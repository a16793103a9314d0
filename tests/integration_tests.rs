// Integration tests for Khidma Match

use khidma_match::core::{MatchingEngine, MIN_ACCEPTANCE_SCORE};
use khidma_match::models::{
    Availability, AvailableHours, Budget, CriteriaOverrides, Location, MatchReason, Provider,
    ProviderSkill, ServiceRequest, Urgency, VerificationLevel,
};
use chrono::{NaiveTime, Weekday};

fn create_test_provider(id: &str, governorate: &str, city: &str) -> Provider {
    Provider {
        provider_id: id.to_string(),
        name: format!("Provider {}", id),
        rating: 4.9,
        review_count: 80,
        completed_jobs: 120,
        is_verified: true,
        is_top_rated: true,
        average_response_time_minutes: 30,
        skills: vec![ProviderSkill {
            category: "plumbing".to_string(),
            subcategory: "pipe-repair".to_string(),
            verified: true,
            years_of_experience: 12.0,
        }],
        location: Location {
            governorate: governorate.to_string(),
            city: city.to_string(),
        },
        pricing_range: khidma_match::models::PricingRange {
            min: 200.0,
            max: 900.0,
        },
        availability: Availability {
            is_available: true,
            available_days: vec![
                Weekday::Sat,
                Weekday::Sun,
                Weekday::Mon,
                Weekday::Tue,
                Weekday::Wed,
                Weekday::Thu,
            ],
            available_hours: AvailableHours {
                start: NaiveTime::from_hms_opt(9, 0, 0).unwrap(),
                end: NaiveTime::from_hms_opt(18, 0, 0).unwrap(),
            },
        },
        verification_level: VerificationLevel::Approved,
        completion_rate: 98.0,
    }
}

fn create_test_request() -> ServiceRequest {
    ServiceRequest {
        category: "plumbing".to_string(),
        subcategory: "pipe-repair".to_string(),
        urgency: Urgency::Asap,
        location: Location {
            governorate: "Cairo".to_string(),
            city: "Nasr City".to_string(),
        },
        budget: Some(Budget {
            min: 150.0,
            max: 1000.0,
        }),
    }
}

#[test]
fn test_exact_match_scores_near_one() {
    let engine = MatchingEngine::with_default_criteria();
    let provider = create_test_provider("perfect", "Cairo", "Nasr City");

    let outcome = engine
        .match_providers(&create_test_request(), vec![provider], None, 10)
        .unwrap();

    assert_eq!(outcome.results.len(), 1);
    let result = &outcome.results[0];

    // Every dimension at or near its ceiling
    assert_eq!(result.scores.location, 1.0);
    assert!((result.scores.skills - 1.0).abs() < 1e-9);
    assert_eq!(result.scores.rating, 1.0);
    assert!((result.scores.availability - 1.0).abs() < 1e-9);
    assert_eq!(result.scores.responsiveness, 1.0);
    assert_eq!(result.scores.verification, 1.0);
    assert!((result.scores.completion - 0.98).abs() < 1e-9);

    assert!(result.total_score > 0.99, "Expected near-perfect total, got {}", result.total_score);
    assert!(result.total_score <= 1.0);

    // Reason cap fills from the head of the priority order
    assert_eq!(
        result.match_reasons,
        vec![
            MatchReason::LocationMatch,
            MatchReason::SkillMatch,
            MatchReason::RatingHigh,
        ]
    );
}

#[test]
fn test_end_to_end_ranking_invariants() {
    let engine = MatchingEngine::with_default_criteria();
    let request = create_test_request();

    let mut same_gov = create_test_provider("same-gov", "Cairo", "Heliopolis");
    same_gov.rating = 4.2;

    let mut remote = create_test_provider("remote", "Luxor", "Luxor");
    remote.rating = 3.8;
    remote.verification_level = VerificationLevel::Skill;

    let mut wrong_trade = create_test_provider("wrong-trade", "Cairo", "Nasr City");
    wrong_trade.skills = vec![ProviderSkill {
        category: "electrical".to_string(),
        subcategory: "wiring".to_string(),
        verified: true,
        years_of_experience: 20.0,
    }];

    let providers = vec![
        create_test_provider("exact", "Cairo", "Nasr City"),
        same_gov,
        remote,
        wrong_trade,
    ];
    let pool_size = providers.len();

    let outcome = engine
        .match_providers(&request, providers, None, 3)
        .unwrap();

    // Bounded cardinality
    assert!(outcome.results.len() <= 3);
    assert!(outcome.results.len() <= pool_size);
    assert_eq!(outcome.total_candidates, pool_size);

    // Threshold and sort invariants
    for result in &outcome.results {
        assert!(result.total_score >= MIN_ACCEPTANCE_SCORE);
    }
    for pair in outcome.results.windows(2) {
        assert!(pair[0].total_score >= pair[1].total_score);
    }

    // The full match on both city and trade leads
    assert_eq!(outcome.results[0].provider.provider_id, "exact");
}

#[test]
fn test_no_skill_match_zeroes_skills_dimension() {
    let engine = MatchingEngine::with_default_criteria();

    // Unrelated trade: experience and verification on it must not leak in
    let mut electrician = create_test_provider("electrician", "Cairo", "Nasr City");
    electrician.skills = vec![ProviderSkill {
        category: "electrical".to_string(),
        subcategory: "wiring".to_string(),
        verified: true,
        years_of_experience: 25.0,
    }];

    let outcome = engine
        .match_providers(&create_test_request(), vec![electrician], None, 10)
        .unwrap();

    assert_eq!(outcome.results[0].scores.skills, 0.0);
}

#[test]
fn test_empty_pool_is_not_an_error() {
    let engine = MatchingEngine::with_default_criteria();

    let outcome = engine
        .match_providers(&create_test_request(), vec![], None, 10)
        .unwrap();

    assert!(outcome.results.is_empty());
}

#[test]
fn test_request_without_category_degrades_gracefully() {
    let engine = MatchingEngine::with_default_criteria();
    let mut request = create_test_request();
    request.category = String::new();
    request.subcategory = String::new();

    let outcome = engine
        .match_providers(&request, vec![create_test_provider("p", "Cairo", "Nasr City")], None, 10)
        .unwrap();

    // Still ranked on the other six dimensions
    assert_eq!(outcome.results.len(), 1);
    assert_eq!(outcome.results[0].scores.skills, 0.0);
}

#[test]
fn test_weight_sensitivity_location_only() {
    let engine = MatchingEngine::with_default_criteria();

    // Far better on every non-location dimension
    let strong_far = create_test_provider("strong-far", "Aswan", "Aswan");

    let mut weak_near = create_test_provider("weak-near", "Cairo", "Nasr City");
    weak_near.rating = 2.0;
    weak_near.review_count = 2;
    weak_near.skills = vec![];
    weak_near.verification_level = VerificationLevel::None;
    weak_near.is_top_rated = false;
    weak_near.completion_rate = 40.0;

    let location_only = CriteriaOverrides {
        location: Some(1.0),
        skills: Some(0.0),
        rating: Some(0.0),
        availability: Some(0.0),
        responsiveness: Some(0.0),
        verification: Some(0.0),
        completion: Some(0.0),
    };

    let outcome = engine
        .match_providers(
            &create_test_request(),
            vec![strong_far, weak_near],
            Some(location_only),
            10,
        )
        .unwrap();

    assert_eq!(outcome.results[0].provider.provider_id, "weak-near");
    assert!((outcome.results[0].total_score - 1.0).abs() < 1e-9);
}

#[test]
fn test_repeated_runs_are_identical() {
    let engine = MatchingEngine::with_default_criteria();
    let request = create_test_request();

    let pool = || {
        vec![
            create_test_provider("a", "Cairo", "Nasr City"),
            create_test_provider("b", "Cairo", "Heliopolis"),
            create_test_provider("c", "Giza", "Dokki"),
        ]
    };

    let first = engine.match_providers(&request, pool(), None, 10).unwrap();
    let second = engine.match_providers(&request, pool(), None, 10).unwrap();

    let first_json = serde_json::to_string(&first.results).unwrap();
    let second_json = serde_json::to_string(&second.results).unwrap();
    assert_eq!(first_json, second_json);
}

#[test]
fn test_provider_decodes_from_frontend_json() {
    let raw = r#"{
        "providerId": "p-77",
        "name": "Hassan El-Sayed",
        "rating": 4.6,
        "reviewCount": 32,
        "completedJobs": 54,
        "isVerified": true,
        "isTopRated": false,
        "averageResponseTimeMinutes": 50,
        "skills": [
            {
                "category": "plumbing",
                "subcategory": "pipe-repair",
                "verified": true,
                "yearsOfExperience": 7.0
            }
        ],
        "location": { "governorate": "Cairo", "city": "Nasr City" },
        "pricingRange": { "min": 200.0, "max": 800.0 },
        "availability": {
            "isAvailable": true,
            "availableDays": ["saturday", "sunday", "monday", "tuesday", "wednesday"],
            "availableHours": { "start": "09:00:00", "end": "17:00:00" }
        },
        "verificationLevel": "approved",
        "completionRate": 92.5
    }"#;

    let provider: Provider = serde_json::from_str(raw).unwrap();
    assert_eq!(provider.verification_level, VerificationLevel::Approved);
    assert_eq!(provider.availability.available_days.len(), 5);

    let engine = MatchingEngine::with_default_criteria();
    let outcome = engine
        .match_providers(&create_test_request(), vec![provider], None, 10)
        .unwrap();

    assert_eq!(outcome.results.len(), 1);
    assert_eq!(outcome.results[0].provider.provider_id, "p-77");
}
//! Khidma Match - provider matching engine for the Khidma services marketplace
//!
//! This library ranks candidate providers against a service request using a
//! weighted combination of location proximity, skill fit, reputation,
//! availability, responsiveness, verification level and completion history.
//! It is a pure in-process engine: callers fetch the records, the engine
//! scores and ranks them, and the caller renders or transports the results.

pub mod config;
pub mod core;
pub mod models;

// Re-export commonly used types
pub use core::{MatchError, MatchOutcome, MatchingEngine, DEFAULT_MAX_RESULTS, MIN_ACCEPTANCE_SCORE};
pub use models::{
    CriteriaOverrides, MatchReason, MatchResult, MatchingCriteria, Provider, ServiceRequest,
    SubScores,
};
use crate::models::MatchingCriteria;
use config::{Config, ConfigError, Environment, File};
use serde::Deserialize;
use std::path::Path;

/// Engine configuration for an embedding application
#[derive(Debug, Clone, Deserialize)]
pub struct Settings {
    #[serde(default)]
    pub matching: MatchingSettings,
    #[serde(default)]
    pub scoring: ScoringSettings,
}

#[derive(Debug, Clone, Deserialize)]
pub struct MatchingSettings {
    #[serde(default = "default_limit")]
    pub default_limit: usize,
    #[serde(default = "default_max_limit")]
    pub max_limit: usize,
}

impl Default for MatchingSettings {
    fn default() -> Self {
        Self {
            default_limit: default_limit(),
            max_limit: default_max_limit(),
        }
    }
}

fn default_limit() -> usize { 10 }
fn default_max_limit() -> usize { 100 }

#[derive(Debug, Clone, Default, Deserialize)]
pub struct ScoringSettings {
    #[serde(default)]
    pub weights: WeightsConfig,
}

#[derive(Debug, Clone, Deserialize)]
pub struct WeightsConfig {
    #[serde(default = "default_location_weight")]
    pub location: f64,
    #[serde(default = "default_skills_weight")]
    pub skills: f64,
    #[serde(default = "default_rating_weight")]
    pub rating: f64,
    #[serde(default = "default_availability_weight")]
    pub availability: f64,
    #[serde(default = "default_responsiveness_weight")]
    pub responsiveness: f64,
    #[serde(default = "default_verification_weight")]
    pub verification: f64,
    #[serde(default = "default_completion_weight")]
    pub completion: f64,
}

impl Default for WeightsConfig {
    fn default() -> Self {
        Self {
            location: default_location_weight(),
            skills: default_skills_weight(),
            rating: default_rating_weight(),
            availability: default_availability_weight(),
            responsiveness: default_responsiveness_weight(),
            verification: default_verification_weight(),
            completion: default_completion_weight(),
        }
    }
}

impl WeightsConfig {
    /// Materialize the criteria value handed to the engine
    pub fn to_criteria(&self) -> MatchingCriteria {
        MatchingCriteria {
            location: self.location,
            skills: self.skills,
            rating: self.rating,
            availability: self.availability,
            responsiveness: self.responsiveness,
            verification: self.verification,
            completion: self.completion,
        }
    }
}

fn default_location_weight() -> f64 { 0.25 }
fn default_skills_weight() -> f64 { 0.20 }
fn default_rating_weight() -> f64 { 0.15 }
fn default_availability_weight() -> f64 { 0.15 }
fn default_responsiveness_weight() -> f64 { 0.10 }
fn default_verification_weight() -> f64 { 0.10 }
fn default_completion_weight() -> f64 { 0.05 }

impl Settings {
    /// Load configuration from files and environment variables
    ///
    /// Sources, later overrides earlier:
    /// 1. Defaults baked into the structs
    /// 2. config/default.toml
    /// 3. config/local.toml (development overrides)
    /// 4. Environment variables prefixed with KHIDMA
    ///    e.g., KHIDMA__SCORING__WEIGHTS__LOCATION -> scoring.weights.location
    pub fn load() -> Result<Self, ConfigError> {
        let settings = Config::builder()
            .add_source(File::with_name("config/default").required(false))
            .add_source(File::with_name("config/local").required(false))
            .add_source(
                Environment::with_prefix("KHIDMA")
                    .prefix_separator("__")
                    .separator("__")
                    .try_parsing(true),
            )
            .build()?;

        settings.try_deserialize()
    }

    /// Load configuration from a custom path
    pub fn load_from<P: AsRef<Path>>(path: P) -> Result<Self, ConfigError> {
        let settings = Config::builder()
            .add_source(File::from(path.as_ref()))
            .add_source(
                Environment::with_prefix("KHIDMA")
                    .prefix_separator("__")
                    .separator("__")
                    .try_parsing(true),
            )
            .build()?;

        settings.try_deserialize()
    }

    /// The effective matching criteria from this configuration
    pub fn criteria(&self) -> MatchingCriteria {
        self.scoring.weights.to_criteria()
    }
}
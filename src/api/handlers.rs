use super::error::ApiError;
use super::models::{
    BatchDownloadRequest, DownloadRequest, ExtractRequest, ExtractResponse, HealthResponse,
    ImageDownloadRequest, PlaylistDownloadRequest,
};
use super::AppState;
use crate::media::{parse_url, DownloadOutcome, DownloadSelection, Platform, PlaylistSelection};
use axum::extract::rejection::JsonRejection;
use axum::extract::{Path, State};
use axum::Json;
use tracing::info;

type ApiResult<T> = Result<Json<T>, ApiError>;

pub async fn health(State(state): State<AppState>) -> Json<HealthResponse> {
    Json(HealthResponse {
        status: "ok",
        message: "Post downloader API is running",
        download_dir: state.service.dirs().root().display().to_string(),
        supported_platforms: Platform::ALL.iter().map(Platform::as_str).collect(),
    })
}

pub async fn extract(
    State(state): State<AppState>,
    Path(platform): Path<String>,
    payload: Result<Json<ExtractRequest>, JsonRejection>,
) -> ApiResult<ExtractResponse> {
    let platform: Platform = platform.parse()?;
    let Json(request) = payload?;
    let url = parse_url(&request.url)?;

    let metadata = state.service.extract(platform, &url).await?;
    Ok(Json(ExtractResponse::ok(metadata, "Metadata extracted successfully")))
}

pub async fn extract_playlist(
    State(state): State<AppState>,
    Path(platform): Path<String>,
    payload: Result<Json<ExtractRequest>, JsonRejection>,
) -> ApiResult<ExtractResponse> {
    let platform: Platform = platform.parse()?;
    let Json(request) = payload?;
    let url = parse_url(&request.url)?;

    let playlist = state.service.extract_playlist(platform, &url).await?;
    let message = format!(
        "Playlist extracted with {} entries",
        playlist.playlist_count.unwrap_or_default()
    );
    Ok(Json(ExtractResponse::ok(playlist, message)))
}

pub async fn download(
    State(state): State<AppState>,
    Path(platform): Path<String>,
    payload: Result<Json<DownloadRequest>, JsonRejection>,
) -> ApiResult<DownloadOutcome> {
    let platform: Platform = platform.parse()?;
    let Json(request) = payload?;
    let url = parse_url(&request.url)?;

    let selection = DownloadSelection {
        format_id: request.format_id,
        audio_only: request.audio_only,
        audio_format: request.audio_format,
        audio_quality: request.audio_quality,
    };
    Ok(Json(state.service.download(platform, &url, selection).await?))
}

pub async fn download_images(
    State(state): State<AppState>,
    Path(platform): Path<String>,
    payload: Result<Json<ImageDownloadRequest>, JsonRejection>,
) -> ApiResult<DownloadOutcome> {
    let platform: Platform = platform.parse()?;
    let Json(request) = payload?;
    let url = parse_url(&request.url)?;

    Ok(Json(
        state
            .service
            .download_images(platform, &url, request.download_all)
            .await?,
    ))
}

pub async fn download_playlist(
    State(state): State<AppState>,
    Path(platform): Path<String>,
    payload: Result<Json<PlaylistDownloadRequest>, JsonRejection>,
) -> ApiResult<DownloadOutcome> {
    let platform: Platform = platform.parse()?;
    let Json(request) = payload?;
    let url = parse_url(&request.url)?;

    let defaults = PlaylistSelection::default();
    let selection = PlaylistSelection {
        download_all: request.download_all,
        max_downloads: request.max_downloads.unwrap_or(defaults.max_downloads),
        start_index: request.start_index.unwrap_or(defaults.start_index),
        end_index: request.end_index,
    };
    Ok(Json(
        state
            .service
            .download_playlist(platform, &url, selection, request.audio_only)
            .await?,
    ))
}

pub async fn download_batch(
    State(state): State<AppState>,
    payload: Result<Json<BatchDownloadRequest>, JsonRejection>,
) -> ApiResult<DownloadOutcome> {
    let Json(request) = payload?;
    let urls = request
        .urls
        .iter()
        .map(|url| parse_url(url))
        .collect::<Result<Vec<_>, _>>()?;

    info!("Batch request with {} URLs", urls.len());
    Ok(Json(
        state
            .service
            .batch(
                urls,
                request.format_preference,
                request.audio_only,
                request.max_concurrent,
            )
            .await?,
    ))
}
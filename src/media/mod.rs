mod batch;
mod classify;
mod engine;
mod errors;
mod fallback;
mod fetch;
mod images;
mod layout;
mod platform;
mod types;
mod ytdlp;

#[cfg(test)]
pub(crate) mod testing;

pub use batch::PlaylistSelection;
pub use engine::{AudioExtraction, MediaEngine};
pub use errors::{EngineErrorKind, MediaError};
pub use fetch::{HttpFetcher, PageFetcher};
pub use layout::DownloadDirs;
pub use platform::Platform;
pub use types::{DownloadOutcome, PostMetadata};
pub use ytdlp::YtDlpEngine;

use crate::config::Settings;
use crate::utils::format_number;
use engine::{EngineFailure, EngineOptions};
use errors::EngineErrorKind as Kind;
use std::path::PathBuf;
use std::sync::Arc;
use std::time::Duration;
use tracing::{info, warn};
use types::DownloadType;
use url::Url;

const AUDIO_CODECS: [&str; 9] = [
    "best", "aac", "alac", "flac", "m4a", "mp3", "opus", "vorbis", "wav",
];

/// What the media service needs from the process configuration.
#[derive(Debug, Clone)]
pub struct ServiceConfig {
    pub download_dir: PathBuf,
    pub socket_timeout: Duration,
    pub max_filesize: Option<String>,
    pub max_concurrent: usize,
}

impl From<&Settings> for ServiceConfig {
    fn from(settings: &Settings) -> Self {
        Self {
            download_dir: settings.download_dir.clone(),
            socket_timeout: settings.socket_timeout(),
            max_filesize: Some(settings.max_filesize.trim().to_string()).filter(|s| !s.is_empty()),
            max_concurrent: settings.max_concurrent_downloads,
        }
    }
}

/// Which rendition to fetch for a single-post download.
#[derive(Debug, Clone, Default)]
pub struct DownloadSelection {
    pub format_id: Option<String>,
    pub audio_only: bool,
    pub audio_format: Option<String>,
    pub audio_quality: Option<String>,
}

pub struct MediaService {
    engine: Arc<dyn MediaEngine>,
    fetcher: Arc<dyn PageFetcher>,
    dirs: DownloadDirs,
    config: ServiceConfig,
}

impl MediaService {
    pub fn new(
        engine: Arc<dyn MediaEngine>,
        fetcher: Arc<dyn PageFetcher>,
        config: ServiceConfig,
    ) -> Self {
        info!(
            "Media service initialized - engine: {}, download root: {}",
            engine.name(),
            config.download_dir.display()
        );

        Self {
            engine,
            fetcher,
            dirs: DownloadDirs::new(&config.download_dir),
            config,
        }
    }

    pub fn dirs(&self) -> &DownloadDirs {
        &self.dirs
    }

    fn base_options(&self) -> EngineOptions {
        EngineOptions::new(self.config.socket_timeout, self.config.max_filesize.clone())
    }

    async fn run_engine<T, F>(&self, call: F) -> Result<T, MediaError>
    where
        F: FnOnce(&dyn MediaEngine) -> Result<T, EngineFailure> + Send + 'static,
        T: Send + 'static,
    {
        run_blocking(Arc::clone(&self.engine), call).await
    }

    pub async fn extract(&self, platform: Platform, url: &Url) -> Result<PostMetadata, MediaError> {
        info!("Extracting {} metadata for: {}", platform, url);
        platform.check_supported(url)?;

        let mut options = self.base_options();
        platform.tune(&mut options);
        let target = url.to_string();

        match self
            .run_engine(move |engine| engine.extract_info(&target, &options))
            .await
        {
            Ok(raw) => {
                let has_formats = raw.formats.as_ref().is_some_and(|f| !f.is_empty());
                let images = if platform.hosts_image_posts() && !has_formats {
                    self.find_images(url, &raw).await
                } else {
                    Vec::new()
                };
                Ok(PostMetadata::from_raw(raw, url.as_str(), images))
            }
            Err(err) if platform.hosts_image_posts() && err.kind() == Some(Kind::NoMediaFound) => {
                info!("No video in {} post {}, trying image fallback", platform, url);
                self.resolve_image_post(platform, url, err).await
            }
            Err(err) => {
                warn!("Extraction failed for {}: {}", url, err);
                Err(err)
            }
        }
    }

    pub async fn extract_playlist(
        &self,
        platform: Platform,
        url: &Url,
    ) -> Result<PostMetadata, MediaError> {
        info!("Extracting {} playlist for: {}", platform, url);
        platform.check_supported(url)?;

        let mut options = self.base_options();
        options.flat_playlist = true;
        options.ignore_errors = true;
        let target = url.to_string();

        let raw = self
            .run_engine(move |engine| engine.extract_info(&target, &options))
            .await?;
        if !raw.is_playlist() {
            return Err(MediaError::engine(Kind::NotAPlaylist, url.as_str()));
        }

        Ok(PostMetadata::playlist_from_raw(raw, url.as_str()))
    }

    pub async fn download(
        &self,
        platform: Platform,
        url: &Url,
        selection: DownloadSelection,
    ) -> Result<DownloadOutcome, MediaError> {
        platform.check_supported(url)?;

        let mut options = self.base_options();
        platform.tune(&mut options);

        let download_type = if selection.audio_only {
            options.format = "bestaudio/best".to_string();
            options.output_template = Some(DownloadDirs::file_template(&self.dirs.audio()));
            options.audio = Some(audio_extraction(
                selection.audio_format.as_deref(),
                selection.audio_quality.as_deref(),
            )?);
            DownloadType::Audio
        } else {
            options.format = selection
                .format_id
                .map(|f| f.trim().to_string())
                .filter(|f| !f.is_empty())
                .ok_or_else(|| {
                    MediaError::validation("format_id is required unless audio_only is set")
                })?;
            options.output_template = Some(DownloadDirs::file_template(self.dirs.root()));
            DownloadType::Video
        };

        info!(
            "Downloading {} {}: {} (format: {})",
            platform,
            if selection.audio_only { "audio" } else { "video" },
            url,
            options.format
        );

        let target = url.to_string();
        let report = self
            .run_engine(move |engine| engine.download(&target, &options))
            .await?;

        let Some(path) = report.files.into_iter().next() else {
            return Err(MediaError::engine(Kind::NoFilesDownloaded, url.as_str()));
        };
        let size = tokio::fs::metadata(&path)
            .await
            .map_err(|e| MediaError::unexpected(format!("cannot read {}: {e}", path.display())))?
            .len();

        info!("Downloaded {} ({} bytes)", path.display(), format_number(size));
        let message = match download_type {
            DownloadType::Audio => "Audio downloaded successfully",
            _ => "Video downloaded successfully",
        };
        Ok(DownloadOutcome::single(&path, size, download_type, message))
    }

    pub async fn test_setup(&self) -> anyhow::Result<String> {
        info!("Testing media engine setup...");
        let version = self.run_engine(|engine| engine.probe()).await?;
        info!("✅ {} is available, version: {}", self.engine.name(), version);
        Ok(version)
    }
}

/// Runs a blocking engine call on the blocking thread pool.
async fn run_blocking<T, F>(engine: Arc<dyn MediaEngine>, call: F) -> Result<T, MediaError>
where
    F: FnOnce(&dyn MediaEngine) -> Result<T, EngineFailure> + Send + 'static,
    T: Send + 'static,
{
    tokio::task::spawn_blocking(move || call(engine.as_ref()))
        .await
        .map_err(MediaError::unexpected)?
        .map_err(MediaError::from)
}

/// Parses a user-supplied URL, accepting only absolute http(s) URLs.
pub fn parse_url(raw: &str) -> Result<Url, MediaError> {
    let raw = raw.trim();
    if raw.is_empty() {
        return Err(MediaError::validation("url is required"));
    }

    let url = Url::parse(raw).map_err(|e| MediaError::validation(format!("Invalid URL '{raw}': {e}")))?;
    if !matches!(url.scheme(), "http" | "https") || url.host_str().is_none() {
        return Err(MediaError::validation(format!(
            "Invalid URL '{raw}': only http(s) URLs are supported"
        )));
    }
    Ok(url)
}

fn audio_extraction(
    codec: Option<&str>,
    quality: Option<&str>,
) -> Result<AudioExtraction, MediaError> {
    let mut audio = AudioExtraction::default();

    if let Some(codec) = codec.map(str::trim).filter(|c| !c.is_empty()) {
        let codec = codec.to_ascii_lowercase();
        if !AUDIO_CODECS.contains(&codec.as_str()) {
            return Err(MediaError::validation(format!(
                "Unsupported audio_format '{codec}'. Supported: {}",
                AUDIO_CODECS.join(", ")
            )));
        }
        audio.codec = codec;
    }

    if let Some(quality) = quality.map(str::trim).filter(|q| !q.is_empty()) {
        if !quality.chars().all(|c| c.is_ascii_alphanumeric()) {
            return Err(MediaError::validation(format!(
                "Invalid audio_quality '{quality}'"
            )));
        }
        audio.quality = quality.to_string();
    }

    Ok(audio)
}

____

- _Exercise requirements_
Only the lines that contain the word "successfully" should be copied from the material.

- _Task output_
    Ok(Json(ExtractResponse::ok(metadata, "Metadata extracted successfully")))
            DownloadType::Audio => "Audio downloaded successfully",
            _ => "Video downloaded successfully",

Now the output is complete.